Who can I connect with, in some way, to encourage me, inspire me, see me, hear me, support me, understand me? Who can I encourage, inspire, see, hear, support, and understand?

  • The more you have some kind of connection (be that in-person or virtual) the better.
  • The more isolated and disconnected you are, the worse.


Nurturing and Growing Motivation
Once you complete your basic needs inventory, assess what you found out… Most likely, one of your basic psychological needs is not being met by this goal/behavior/habit. Now that you know what “nutrient(s)” you are lacking, you can make a plan to get your basic needs met, thereby enhancing your motivation.

Here are some ideas for getting your basic psychological needs met:

Choose: Identify what you really want and choose a goal/behavior/habit based on that. Whenever you’re feeling low motivation, you can remind yourself that this is your choice – that you’re acting on your own volition. Supportive coaching is key to promoting autonomous behavior, and you can coach yourself using positive self-talk, just like you would coach up someone else.  Furthermore, choose activities, foods, people, and other tools for goal achievement that you enjoy! If you prefer swimming to running on the treadmill, or kettlebells to barbells, then choose those methods. It will keep you feeling “in charge”.

Cultivate: Learning is the gasoline that catalyzes your motivational fire. By educating yourself about your goal and the behaviors and choices that will get you there, you empower yourself and strengthen your abilities to perform and achieve. The more competent you feel, the more likely you are to seek out opportunities to demonstrate that competency, and to take it to the next level.

Connect: Being a part of something greater than yourself enhances motivation. Whether it’s a team or a Facebook group, find a community that shares your goals and values. You may not need a riding buddy or a mentor, but all of us – all – need to be connected to others in a meaningful way.
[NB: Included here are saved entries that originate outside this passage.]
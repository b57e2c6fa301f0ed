//! Project loading
//!
//! A project directory holds the engine's stack settings
//! (`Pulumi.<stack>.yaml`) and the template YAML they point to through
//! `config:path`.

use crate::dispatcher::{BuildOptions, BuildReport, Dispatcher};
use crate::error::Result;
use crate::provider::ActiveProvider;
use std::path::{Path, PathBuf};
use stratoform_cloud::{CloudError, Stack, StackDir};
use stratoform_config::{Config, StackSettings, load_config};

/// Settings and template of one stack
#[derive(Debug, Clone)]
pub struct Project {
    root: PathBuf,
    settings: StackSettings,
    config: Config,
}

impl Project {
    /// Load the settings of `stack` and the template they name
    ///
    /// The root is made absolute: the engine runs from the program directory
    /// and template paths are resolved against it.
    pub fn load(root: &Path, stack: &str) -> Result<Self> {
        let settings = StackSettings::load(root, stack)?;
        let config_path = settings.config_path()?;
        let config = load_config(root, &config_path)?;
        let root = std::path::absolute(root).map_err(CloudError::from)?;
        Ok(Self {
            root,
            settings,
            config,
        })
    }

    pub fn root(&self) -> &Path {
        &self.root
    }

    pub fn settings(&self) -> &StackSettings {
        &self.settings
    }

    pub fn config(&self) -> &Config {
        &self.config
    }

    /// Working directory of the stack under `.stratoform/`
    pub fn stack_dir(&self) -> StackDir {
        StackDir::new(&self.root, self.settings.stack())
    }

    /// Empty resource graph named after the project and stack
    pub fn new_stack(&self) -> Stack {
        Stack::new(self.settings.project(), self.settings.stack())
    }

    /// Select the provider and register the template's resources
    pub fn build(&self, options: BuildOptions) -> Result<(Stack, BuildReport)> {
        let provider = ActiveProvider::from_config(&self.settings, self.config.clone(), &self.root)?;
        let mut dispatcher =
            Dispatcher::new(provider, self.config.template.instructions.clone(), options);
        let mut stack = self.new_stack();
        let report = dispatcher.build(&mut stack)?;
        Ok((stack, report))
    }
}
//! Stratoform relay
//!
//! A small HTTP function deployed next to the data pipeline. It accepts game
//! events as JSON and republishes them to the pipeline's Pub/Sub topic.

pub mod config;
pub mod error;
pub mod payload;
pub mod publisher;
pub mod server;

pub use config::RelayConfig;
pub use error::{RelayError, Result};
pub use payload::Payload;
pub use publisher::{PubSubPublisher, Publisher};
pub use server::{AppState, router, serve};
Remember that these psychological needs are just as important to your goals and your training as food and water. When you take your psychological needs seriously and make efforts to get them met in your daily habits and behaviors, you are not only building and enhancing motivation, but you are also creating a lifestyle that will sustain motivation over time, so that you can persist and keep at it! And when it comes to performance enhancement, there is no better approach than persistence.

Good Luck!


Gagne, M. (2014) The Oxford Handbook of Work Engagement, Motivation, and Self-Determination Theory. Oxford University Press: NY.

Hagger, M.S. & Chatzisarantis, N.L., Eds. (2007) Intrinsic Motivation and Self Determination in Sport and Exercise. Human Kinetics: Champaign, IL.

Liu, W.C., Wang, J.C.K. & Ryan, R.M., Eds. (2016). Building Autonomous Learners: Perspectives from Research and Practice Using Self-Determination Theory. Springer: Singapore.

Ryan, R.M. & Deci, E.L. (2017) The Self-Determination Theory. The Guilford Press: NY.